Following the drama between Taylor Swift and Spotify, the pop sensation has signed a deal giving Apple Music exclusive access to a documentary of her recent ‘1989’ tour. The relationship, which Swift announced on Twitter yesterday, also grants Apple the temporary ability to use the star’s likeness to promote their service, meaning just about anything from her brand on large displays in their stores to stamping her face on iTunes gift cards.
— Taylor Swift (@taylorswift13) December 13, 2015
This comes roughly a year after Swift spoke out against Spotify and its method of paying artists, which was followed by a subsequent confrontation of Apple Music over their plan to not pay royalties to artists during a user’s three-month free trials. The tech company surprisingly responded by abandoning the idea, and unsurprisingly took the opportunity to propose a partnership with Swift instead, securing a huge demographic in the process.
This decision isn’t exactly anything ground-breaking. Apple partnered with big names like Drake and Pharrell Williams earlier on, and they’re consistently grabbing artists to come on its new exclusive Beats 1 radio station for worldwide premiers and interviews.
With the company now setting foot into television via Apple TV, it has likely become very clear from their competitors in that field (i.e. Netflix, Amazon, Hulu, ect.) that it’s all about exclusive content. It’s the same principle with music, and it’s been that way for a while.
Before Swift was partnered with Apple Music, she had Comcast, who was the lead sponsor for the icon’s 1989 tour. This gave Comcast customers access to on-demand video content based around Swift, as well as the opportunity to win a backstage tour and meet-and-greet with the star.
Before that was iHeartRadio, which agreed to pay Swift’s label, Big Machine, for broadcast plays and online streams so long as the radio company got to attach their name to its promotion of the 1989 album. Preceding that was Target, who partnered with the pop star for her prior three albums. The retail chain held exclusive deluxe editions of each record, featuring three bonus tracks, while giving the albums tons of promotion through television ads and behind the scenes content for one of the bonus track’s music video.
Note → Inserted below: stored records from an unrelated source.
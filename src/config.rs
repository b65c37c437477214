use std::path::Path;

use serde::{Deserialize, Serialize};

use crate::error::GiError;

/// Tunables consumed by the cone tracer. All of them can change between frames
/// without re-voxelizing.
#[derive(Clone, Copy, Debug, PartialEq, Serialize, Deserialize)]
#[serde(default)]
pub struct LightingParams {
    pub indirect_multiplier: f32,
    pub direct_multiplier: f32,
    pub specular_multiplier: f32,
    pub occlusion_multiplier: f32,
    // fraction of the cone diameter advanced per step, < 1 oversamples
    pub cone_step_size: f32,
    pub bump_intensity: f32,
}

impl Default for LightingParams {
    fn default() -> LightingParams {
        LightingParams {
            indirect_multiplier: 1.0,
            direct_multiplier: 1.0,
            specular_multiplier: 1.0,
            occlusion_multiplier: 1.0,
            cone_step_size: 0.5,
            bump_intensity: 1.0,
        }
    }
}

/// Settings for the demo's preview and debug images.
#[derive(Clone, Copy, Debug, PartialEq, Serialize, Deserialize)]
#[serde(default)]
pub struct PreviewConfig {
    pub width: u32,
    pub height: u32,
    pub threads: usize,
    pub debug_mip: f32,
}

impl Default for PreviewConfig {
    fn default() -> PreviewConfig {
        PreviewConfig {
            width: 320,
            height: 240,
            threads: 8,
            debug_mip: 0.0,
        }
    }
}

#[derive(Clone, Debug, PartialEq, Serialize, Deserialize)]
#[serde(default)]
pub struct GiConfig {
    // voxels per side of the grid, fixed for the lifetime of a GiSystem
    pub resolution: u32,
    // half-extent of the world cube covered by the grid
    pub scene_scale: f32,
    pub lighting: LightingParams,
    pub preview: PreviewConfig,
}

impl Default for GiConfig {
    fn default() -> GiConfig {
        GiConfig {
            resolution: 64,
            scene_scale: 3000.0,
            lighting: LightingParams::default(),
            preview: PreviewConfig::default(),
        }
    }
}

impl GiConfig {
    pub fn load<P: AsRef<Path>>(path: P) -> Result<GiConfig, GiError> {
        let text = std::fs::read_to_string(path)?;
        GiConfig::from_json(&text)
    }

    pub fn from_json(text: &str) -> Result<GiConfig, GiError> {
        let config: GiConfig = serde_json::from_str(text)?;
        config.validate()?;
        Ok(config)
    }

    pub fn validate(&self) -> Result<(), GiError> {
        if self.resolution == 0 || !self.resolution.is_power_of_two() {
            return Err(GiError::InvalidResolution(self.resolution));
        }
        if !(self.scene_scale.is_finite() && self.scene_scale > 0.0) {
            return Err(GiError::InvalidSceneScale(self.scene_scale));
        }
        self.lighting.validate()?;
        if self.preview.width == 0 || self.preview.height == 0 {
            return Err(GiError::InvalidParameter {
                name: "preview.width/height",
                reason: "preview image must not be empty".to_string(),
            });
        }
        Ok(())
    }
}

impl LightingParams {
    pub fn validate(&self) -> Result<(), GiError> {
        if !(self.cone_step_size.is_finite() && self.cone_step_size > 0.0) {
            return Err(GiError::InvalidParameter {
                name: "cone_step_size",
                reason: format!("{} is not a positive step", self.cone_step_size),
            });
        }
        let multipliers = [
            ("indirect_multiplier", self.indirect_multiplier),
            ("direct_multiplier", self.direct_multiplier),
            ("specular_multiplier", self.specular_multiplier),
            ("occlusion_multiplier", self.occlusion_multiplier),
            ("bump_intensity", self.bump_intensity),
        ];
        for (name, value) in multipliers {
            if !value.is_finite() {
                return Err(GiError::InvalidParameter {
                    name,
                    reason: format!("{value} is not finite"),
                });
            }
        }
        Ok(())
    }
}

#[cfg(test)]
mod tests {
    use super::*;
    use pretty_assertions::assert_eq;

    #[test]
    fn empty_json_gives_defaults() {
        let config = GiConfig::from_json("{}").unwrap();
        assert_eq!(config, GiConfig::default());
    }

    #[test]
    fn partial_lighting_section_keeps_other_defaults() {
        let config =
            GiConfig::from_json(r#"{ "resolution": 32, "lighting": { "cone_step_size": 0.25 } }"#)
                .unwrap();
        assert_eq!(config.resolution, 32);
        assert_eq!(config.lighting.cone_step_size, 0.25);
        assert_eq!(config.lighting.indirect_multiplier, 1.0);
    }

    #[test]
    fn rejects_non_power_of_two_resolution() {
        let err = GiConfig::from_json(r#"{ "resolution": 48 }"#).unwrap_err();
        assert!(matches!(err, GiError::InvalidResolution(48)));
    }

    #[test]
    fn rejects_bad_scale_and_step() {
        let err = GiConfig::from_json(r#"{ "scene_scale": -1.0 }"#).unwrap_err();
        assert!(matches!(err, GiError::InvalidSceneScale(_)));

        let err = GiConfig::from_json(r#"{ "lighting": { "cone_step_size": 0.0 } }"#).unwrap_err();
        assert!(matches!(
            err,
            GiError::InvalidParameter {
                name: "cone_step_size",
                ..
            }
        ));
    }
}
It’s a classic scenario in the music industry, but as the market changes we’re beginning to see it leak into the streaming world. With artists like Adele and Coldplay intentionally keeping their music off of the streaming services, companies such as Apple or Google are bound to be throwing offers their way to get exclusive marketing opportunities just like Comcast or Target. This way the company gets great exposure for their streaming service, and the artist gets a nice fat check for effectively renting out their image.
It’s possible this practice of withholding content in portions of the market will become the norm very soon as a means of acquiring some extra profit – the only question is how users will respond. Those who pay for music streaming subscriptions, whether it be Spotify, Apple Music, or TIDAL, seem to be a bit of a unique market. If it gets to the point where one has to switch between services just to change from Taylor Swift to Jay Z, what’s the appeal for sticking with streaming instead of just downloading the music right to your computer? It’ll be interesting to see where companies draw the line for exclusivity, as right now they seem to be only hosting exclusive premiers and videos. But what happens if an entire album can only be streamed in one place?